Erjia Cui ecui@umn.edu, Ziren Jiang jian0746@umn.edu

Examples

if (FALSE) { # \dontrun{
# Simulate functional data with two underlying principal components
set.seed(1)
n  <- 100   # number of subjects
M  <- 50    # number of functional observation points
tindex <- seq(0, 1, length.out = M)

# True mean function and eigenfunctions
mu_true <- sin(pi * tindex)
phi1    <- sqrt(2) * sin(2 * pi * tindex)
phi2    <- sqrt(2) * cos(2 * pi * tindex)

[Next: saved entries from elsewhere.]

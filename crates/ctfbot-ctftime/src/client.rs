// HTTP client for the CTFtime events API

use async_trait::async_trait;
use chrono::{DateTime, Utc};
use reqwest::{header, StatusCode};
use serde::de::DeserializeOwned;
use std::time::Duration;
use tracing::{debug, warn};

use ctfbot_core::{BotError, EventCatalog, EventRecord, Result};

pub const DEFAULT_BASE_URL: &str = "https://ctftime.org";

/// CTFtime rejects requests without a browser-like agent
pub const USER_AGENT: &str = "Mozilla/5.0 (Macintosh; Intel Mac OS X 10_11_5) AppleWebKit/537.36 (KHTML, like Gecko) Chrome/50.0.2661.102 Safari/537.36";

/// Upper bound on a single catalog request
pub const REQUEST_TIMEOUT: Duration = Duration::from_secs(10);

/// Client for `{base}/api/v1/events/`
#[derive(Debug, Clone)]
pub struct CtftimeClient {
    base_url: String,
    http: reqwest::Client,
}

impl Default for CtftimeClient {
    fn default() -> Self {
        Self::new()
    }
}

impl CtftimeClient {
    pub fn new() -> Self {
        Self::with_base_url(DEFAULT_BASE_URL)
    }

    /// Point the client at another host (mirrors, mock servers)
    pub fn with_base_url(base_url: &str) -> Self {
        Self {
            base_url: base_url.trim_end_matches('/').to_string(),
            http: reqwest::Client::new(),
        }
    }

    pub fn base_url(&self) -> &str {
        &self.base_url
    }

    async fn get<T: DeserializeOwned>(&self, path: &str, query: &[(&str, String)]) -> Result<T> {
        let url = format!("{}{}", self.base_url, path);
        debug!(url = %url, "CTFtime request");

        let response = self
            .http
            .get(&url)
            .header(header::USER_AGENT, USER_AGENT)
            .query(query)
            .timeout(REQUEST_TIMEOUT)
            .send()
            .await
            .map_err(|e| BotError::upstream(format!("request to {} failed: {}", url, e)))?;

        let status = response.status();
        if status == StatusCode::NOT_FOUND {
            return Err(BotError::not_found(format!("CTFtime resource {}", path)));
        }
        if !status.is_success() {
            warn!(url = %url, status = status.as_u16(), "CTFtime returned an error status");
            return Err(BotError::upstream(format!("{} returned {}", url, status)));
        }

        let body = response
            .text()
            .await
            .map_err(|e| BotError::upstream(format!("reading body from {} failed: {}", url, e)))?;

        serde_json::from_str(&body).map_err(|e| BotError::malformed(e.to_string()))
    }
}

#[async_trait]
impl EventCatalog for CtftimeClient {
    async fn fetch_by_id(&self, id: u64) -> Result<EventRecord> {
        self.get(&format!("/api/v1/events/{}/", id), &[]).await
    }

    async fn fetch_range(
        &self,
        start: DateTime<Utc>,
        end: DateTime<Utc>,
        limit: u32,
    ) -> Result<Vec<EventRecord>> {
        let query = [
            ("limit", limit.to_string()),
            ("start", start.timestamp().to_string()),
            ("finish", end.timestamp().to_string()),
        ];
        let events: Vec<EventRecord> = self.get("/api/v1/events/", &query).await?;
        debug!(count = events.len(), "Fetched upcoming events");
        Ok(events)
    }
}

# Simulate scores and noisy observations
xi1 <- rnorm(n, 0, sqrt(2))
xi2 <- rnorm(n, 0, sqrt(0.5))
Y_mat <- matrix(rep(mu_true, n), nrow = n, byrow = TRUE) +
         outer(xi1, phi1) + outer(xi2, phi2) +
         matrix(rnorm(n * M, sd = 0.3), nrow = n)

dat <- data.frame(inx = 1:n)
dat$Y_mat <- Y_mat

# Fit the Bayesian FPCA model
fit_fpca <- fpca_bayes(
  formula     = Y_mat ~ 1,
  data        = dat,
  spline_type = "bs",
  spline_df   = 10,
  niter       = 2000,
  nwarmup     = 1000,
  nchain      = 3
)

# Posterior mean of the mean function
mu_est <- apply(fit_fpca$mu, 2, mean)
plot(tindex, mu_est, type = "l", ylab = expression(hat(mu)(t)))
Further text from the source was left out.